From this experience, I also completely understand when my friends cannot keep the plans they have made with me. I'm not saying that they are a serial plan-canceller's, I'm saying that maybe 1 out of every 5 plans they have to cancel. I have friends that work two jobs because they need to pay bills and have more financial responsibility than myself. I can completely see and understand how draining working all day can be. I would never give them shit or make them feel bad for being honest and saying, "listen, I'm just so tired and need time to myself," or even "I just don't feel like it." As long as you're honest with me, I will never fault you.
I just want people to realize that it's okay to say "no" when someone asks to hang out. It's also not too much to expect them to understand your answer. As much as you might want to go out on Friday or Saturday night, it just might not be beneficial to you. In addition to that, going out drinking isn't everyone's definition of a good time. I personally waver between wanting to go out sometimes, and at other times wanting to go on a nice walk around Bluff Point.
I don't want people to think that this means you should just fall off the face of the earth and never see anyone again. There is a certain point where you do have to make time for the people that are important to you. A friend only stays a friend if you make the effort. At the same time, if you're trying to better yourself, then it's okay to let the friends that don't understand this fall off the radar. In the "Seasons of Life" by Jim Rohn he says it's better to have a few good friends than to have a lot of friends that are not good. Further, it's better to have no friends than to have a few friends that are not good for you.
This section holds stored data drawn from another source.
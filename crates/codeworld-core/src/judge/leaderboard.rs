//! Ranked leaderboard of scored candidates.

use serde::{Deserialize, Serialize};
use sha2::{Digest, Sha256};

use super::aggregate::{AggregateScore, RankingStrategy};
use super::error::JudgeResult;
use super::rubric::{check_metrics, MetricSet};
use crate::obs;

/// Decimal places kept in the presented aggregate.
pub const AGGREGATE_PLACES: i32 = 3;

/// A candidate ready to be ranked.
#[derive(Debug, Clone, PartialEq, Serialize, Deserialize)]
pub struct ScoredCandidate {
    pub name: String,
    #[serde(default)]
    pub metrics: MetricSet,
    /// SHA-256 of the exact source text that was judged.
    #[serde(default, skip_serializing_if = "Option::is_none")]
    pub source_digest: Option<String>,
    /// Why the candidate produced no result, if it failed.
    #[serde(default, skip_serializing_if = "Option::is_none")]
    pub failure: Option<String>,
}

impl ScoredCandidate {
    pub fn new(name: impl Into<String>, metrics: MetricSet) -> Self {
        Self {
            name: name.into(),
            metrics,
            source_digest: None,
            failure: None,
        }
    }

    /// A candidate that failed to run; it ranks with an empty metric set.
    pub fn failed(name: impl Into<String>, reason: impl Into<String>) -> Self {
        Self {
            failure: Some(reason.into()),
            ..Self::new(name, MetricSet::new())
        }
    }

    pub fn with_source(mut self, source: &str) -> Self {
        self.source_digest = Some(source_digest(source));
        self
    }
}

/// One row of the leaderboard.
#[derive(Debug, Clone, PartialEq, Serialize, Deserialize)]
pub struct LeaderboardEntry {
    /// One-based position.
    pub rank: usize,
    pub candidate_name: String,
    pub metrics: MetricSet,
    pub aggregate_score: AggregateScore,
    #[serde(default, skip_serializing_if = "Option::is_none")]
    pub source_digest: Option<String>,
    #[serde(default, skip_serializing_if = "Option::is_none")]
    pub failure: Option<String>,
}

/// Hex SHA-256 of a program's source text.
pub fn source_digest(source: &str) -> String {
    let mut hasher = Sha256::new();
    hasher.update(source.as_bytes());
    hex::encode(hasher.finalize())
}

/// Sort candidates best-first under `strategy`. Ties are broken by name
/// ascending so the order is total and reproducible.
///
/// Fails if any candidate carries a metric outside `[0, 1]`.
pub fn rank(
    candidates: Vec<ScoredCandidate>,
    strategy: &dyn RankingStrategy,
) -> JudgeResult<Vec<LeaderboardEntry>> {
    for c in &candidates {
        check_metrics(&c.metrics)?;
    }

    let mut sorted = candidates;
    sorted.sort_by(|a, b| {
        strategy
            .compare(&b.metrics, &a.metrics)
            .then_with(|| a.name.cmp(&b.name))
    });

    let entries: Vec<LeaderboardEntry> = sorted
        .into_iter()
        .enumerate()
        .map(|(i, c)| LeaderboardEntry {
            rank: i + 1,
            aggregate_score: strategy.aggregate(&c.metrics).rounded(AGGREGATE_PLACES),
            candidate_name: c.name,
            metrics: c.metrics,
            source_digest: c.source_digest,
            failure: c.failure,
        })
        .collect();

    obs::emit_leaderboard_ranked(
        strategy.name(),
        entries.len(),
        entries.first().map(|e| e.candidate_name.as_str()),
    );
    Ok(entries)
}

#[cfg(test)]
mod tests {
    use super::*;
    use crate::judge::aggregate::{LexicographicRanking, WeightedRanking};
    use crate::judge::error::JudgeError;

    fn cand(name: &str, pairs: &[(&str, f64)]) -> ScoredCandidate {
        ScoredCandidate::new(
            name,
            pairs.iter().map(|(k, v)| (k.to_string(), *v)).collect(),
        )
    }

    fn names(entries: &[LeaderboardEntry]) -> Vec<&str> {
        entries.iter().map(|e| e.candidate_name.as_str()).collect()
    }

    #[test]
    fn test_rank_weighted_best_first() {
        let entries = rank(
            vec![
                cand("slow", &[("correctness", 1.0), ("speed", 0.1)]),
                cand("fast", &[("correctness", 1.0), ("speed", 0.9)]),
                ScoredCandidate::failed("broken", "invocation_failed: boom"),
            ],
            &WeightedRanking,
        )
        .unwrap();
        assert_eq!(names(&entries), vec!["fast", "slow", "broken"]);
        assert_eq!(entries[0].rank, 1);
        assert_eq!(entries[2].aggregate_score, AggregateScore::Weighted(0.0));
        assert_eq!(entries[2].failure.as_deref(), Some("invocation_failed: boom"));
    }

    #[test]
    fn test_ties_broken_by_name() {
        let entries = rank(
            vec![
                cand("zeta", &[("speed", 0.5)]),
                cand("alpha", &[("speed", 0.5)]),
                cand("mid", &[("speed", 0.5)]),
            ],
            &LexicographicRanking,
        )
        .unwrap();
        assert_eq!(names(&entries), vec!["alpha", "mid", "zeta"]);
    }

    #[test]
    fn test_failed_candidate_lexicographic_key() {
        let entries = rank(
            vec![ScoredCandidate::failed("x", "load_failed: nope")],
            &LexicographicRanking,
        )
        .unwrap();
        assert_eq!(
            entries[0].aggregate_score,
            AggregateScore::Lexicographic([0.0, 0.0, 0.0])
        );
    }

    #[test]
    fn test_out_of_range_metric_rejected() {
        let err = rank(vec![cand("bad", &[("speed", 2.0)])], &WeightedRanking).unwrap_err();
        assert!(matches!(err, JudgeError::MetricOutOfRange { .. }));
    }

    #[test]
    fn test_source_digest_is_stable_sha256() {
        let d = source_digest("");
        assert_eq!(
            d,
            "e3b0c44298fc1c149afbf4c8996fb92427ae41e4649b934ca495991b7852b855"
        );
        let c = cand("a", &[]).with_source("def solve():\n    return 1\n");
        assert_eq!(c.source_digest.as_deref().map(str::len), Some(64));
    }

    #[test]
    fn test_candidate_deserializes_with_defaults() {
        let c: ScoredCandidate = serde_json::from_str(r#"{"name": "a"}"#).unwrap();
        assert!(c.metrics.is_empty());
        assert!(c.source_digest.is_none());
    }
}
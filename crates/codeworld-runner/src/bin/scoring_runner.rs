//! `scoring-runner <program>`: execute a contestant scoring program's `score` once.

use codeworld_core::lang::heap::CountingAlloc;
use codeworld_core::RunnerKind;

#[global_allocator]
static HEAP: CountingAlloc = CountingAlloc;

fn main() -> anyhow::Result<()> {
    let code = codeworld_runner::run(RunnerKind::Scoring)?;
    std::process::exit(code)
}
//! CodeWorld Core Library
//!
//! Sandboxed execution of untrusted candidate programs and the deterministic
//! judge that ranks them.

pub mod eval;
pub mod judge;
pub mod lang;
pub mod metrics;
pub mod obs;
pub mod sandbox;
pub mod telemetry;

pub use eval::{
    evaluate, EvalError, EvalOptions, EvalReport, EvalResult, TaskSpec, VariantReport,
    VariantStatus,
};

pub use judge::{
    aggregate_judge, judge_score, lexicographic_aggregate, rank, source_digest, AggregateScore,
    JudgeError, JudgeResult, LeaderboardEntry, MetricSet, RankingMode, RankingStrategy,
    ScoredCandidate,
};

pub use lang::{parse_module, Interpreter, ParseError, RuntimeError, Value};

pub use sandbox::{
    launch, run_scoring, run_strategy, serve, spawn_worker, validate, ExecutionResult,
    ResourceLimits, RunnerBinary, RunnerKind, RunnerOutcome, SandboxError, SandboxResult,
    SupervisorConfig,
};

pub use metrics::METRICS;
pub use obs::{
    emit_candidate_validated, emit_judge_scored, emit_leaderboard_ranked, emit_runner_finished,
    emit_runner_timed_out, emit_scoring_fallback, eval_span,
};
pub use telemetry::init_tracing;

/// CodeWorld version
pub const VERSION: &str = env!("CARGO_PKG_VERSION");
#[cfg(test)]
mod tests {
    use super::*;

    fn int(i: i64) -> Value {
        Value::Int(i)
    }

    #[test]
    fn test_floor_division_and_modulo_follow_divisor_sign() {
        let cases = [(7, 2, 3, 1), (-7, 2, -4, 1), (7, -2, -4, -1), (-7, -2, 3, -1)];
        for (a, b, q, r) in cases {
            assert!(matches!(binary_op(BinOp::FloorDiv, &int(a), &int(b)).unwrap(), Value::Int(x) if x == q));
            assert!(matches!(binary_op(BinOp::Mod, &int(a), &int(b)).unwrap(), Value::Int(x) if x == r));
        }
        let Value::Float(m) = binary_op(BinOp::Mod, &Value::Float(-1.0), &int(3)).unwrap() else {
            panic!("expected float");
        };
        assert_eq!(m, 2.0);
    }

    #[test]
    fn test_true_division_always_yields_float() {
        assert!(matches!(binary_op(BinOp::Div, &int(6), &int(3)).unwrap(), Value::Float(f) if f == 2.0));
        let err = binary_op(BinOp::Div, &int(1), &int(0)).unwrap_err();
        assert_eq!(err.kind, ExcKind::ZeroDivisionError);
    }

    #[test]
    fn test_integer_overflow_raises() {
        let err = binary_op(BinOp::Mult, &int(i64::MAX), &int(2)).unwrap_err();
        assert_eq!(err.kind, ExcKind::OverflowError);
        let err = binary_op(BinOp::Pow, &int(10), &int(30)).unwrap_err();
        assert_eq!(err.kind, ExcKind::OverflowError);
        assert!(matches!(binary_op(BinOp::Pow, &int(2), &int(10)).unwrap(), Value::Int(1024)));
        assert!(matches!(binary_op(BinOp::Pow, &int(2), &int(-1)).unwrap(), Value::Float(f) if f == 0.5));
    }

    #[test]
    fn test_sequence_operators() {
        let joined = binary_op(BinOp::Add, &Value::str("ab"), &Value::str("cd")).unwrap();
        assert_eq!(joined.to_display(), "abcd");
        let rep = binary_op(BinOp::Mult, &int(2), &Value::list(vec![int(1)])).unwrap();
        assert_eq!(rep.repr(), "[1, 1]");
        let err = binary_op(BinOp::Add, &int(1), &Value::str("a")).unwrap_err();
        assert!(err.message.contains("unsupported operand type(s) for +"));
    }

    #[test]
    fn test_huge_repeat_hits_memory_cap() {
        let err = binary_op(BinOp::Mult, &Value::list(vec![int(0)]), &int(10_000_000)).unwrap_err();
        assert_eq!(err.kind, ExcKind::MemoryError);
    }

    #[test]
    fn test_bool_bitwise_stays_bool() {
        assert!(matches!(
            binary_op(BinOp::BitAnd, &Value::Bool(true), &Value::Bool(false)).unwrap(),
            Value::Bool(false)
        ));
        assert!(matches!(binary_op(BinOp::Add, &Value::Bool(true), &Value::Bool(true)).unwrap(), Value::Int(2)));
    }

    #[test]
    fn test_slices_match_python_clamping() {
        let xs = Value::list((0..10).map(int).collect());
        let s = |lower, upper, step| SliceSpec { lower, upper, step };
        assert_eq!(get_slice(&xs, s(Some(2), Some(5), None)).unwrap().repr(), "[2, 3, 4]");
        assert_eq!(get_slice(&xs, s(None, None, Some(-3))).unwrap().repr(), "[9, 6, 3, 0]");
        assert_eq!(get_slice(&xs, s(Some(-2), Some(100), None)).unwrap().repr(), "[8, 9]");
        assert_eq!(get_slice(&Value::str("hello"), s(None, None, Some(-1))).unwrap().to_display(), "olleh");
        assert!(get_slice(&xs, s(None, None, Some(0))).is_err());
    }

    #[test]
    fn test_slice_assignment_and_deletion() {
        let xs = Value::list((0..5).map(int).collect());
        set_slice(&xs, SliceSpec { lower: Some(1), upper: Some(3), step: None }, &Value::list(vec![int(9)])).unwrap();
        assert_eq!(xs.repr(), "[0, 9, 3, 4]");
        del_slice(&xs, SliceSpec { lower: None, upper: None, step: Some(2) }).unwrap();
        assert_eq!(xs.repr(), "[9, 4]");
    }

    #[test]
    fn test_membership() {
        let r = Value::Range { start: 0, stop: 10, step: 3 };
        assert!(contains(&r, &int(9)).unwrap());
        assert!(!contains(&r, &int(4)).unwrap());
        assert!(contains(&Value::str("hello"), &Value::str("ell")).unwrap());
        assert!(contains(&Value::str("a"), &int(1)).is_err());
    }

    #[test]
    fn test_index_errors() {
        let xs = Value::list(vec![int(1)]);
        assert_eq!(get_item(&xs, &int(1)).unwrap_err().kind, ExcKind::IndexError);
        assert!(matches!(get_item(&xs, &int(-1)).unwrap(), Value::Int(1)));
        let d = Value::dict(OrderedMap::new());
        let err = get_item(&d, &Value::str("k")).unwrap_err();
        assert_eq!(err.kind, ExcKind::KeyError);
        assert_eq!(err.message, "'k'");
    }
}
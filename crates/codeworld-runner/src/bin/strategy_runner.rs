//! `strategy-runner <program>`: execute a strategy's `solve`/`main` once.

use codeworld_core::lang::heap::CountingAlloc;
use codeworld_core::RunnerKind;

#[global_allocator]
static HEAP: CountingAlloc = CountingAlloc;

fn main() -> anyhow::Result<()> {
    let code = codeworld_runner::run(RunnerKind::Strategy)?;
    std::process::exit(code)
}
We need to understand that friendship and personal growth are inextricably linked. The people you surround yourself with determines a big piece of who you are now and who you will be in the future. I know it's super cliche, but it's the truth. The friend that doesn't make you feel bad for not having time for them that week is the friend that will stick around through all the hard times and be there for good. Don't feel bad if you have to cancel plans and take a night to watch Netflix by yourself. Do what feels good for you, make time for those that matter, and remove the unnecessary people and habits from your life.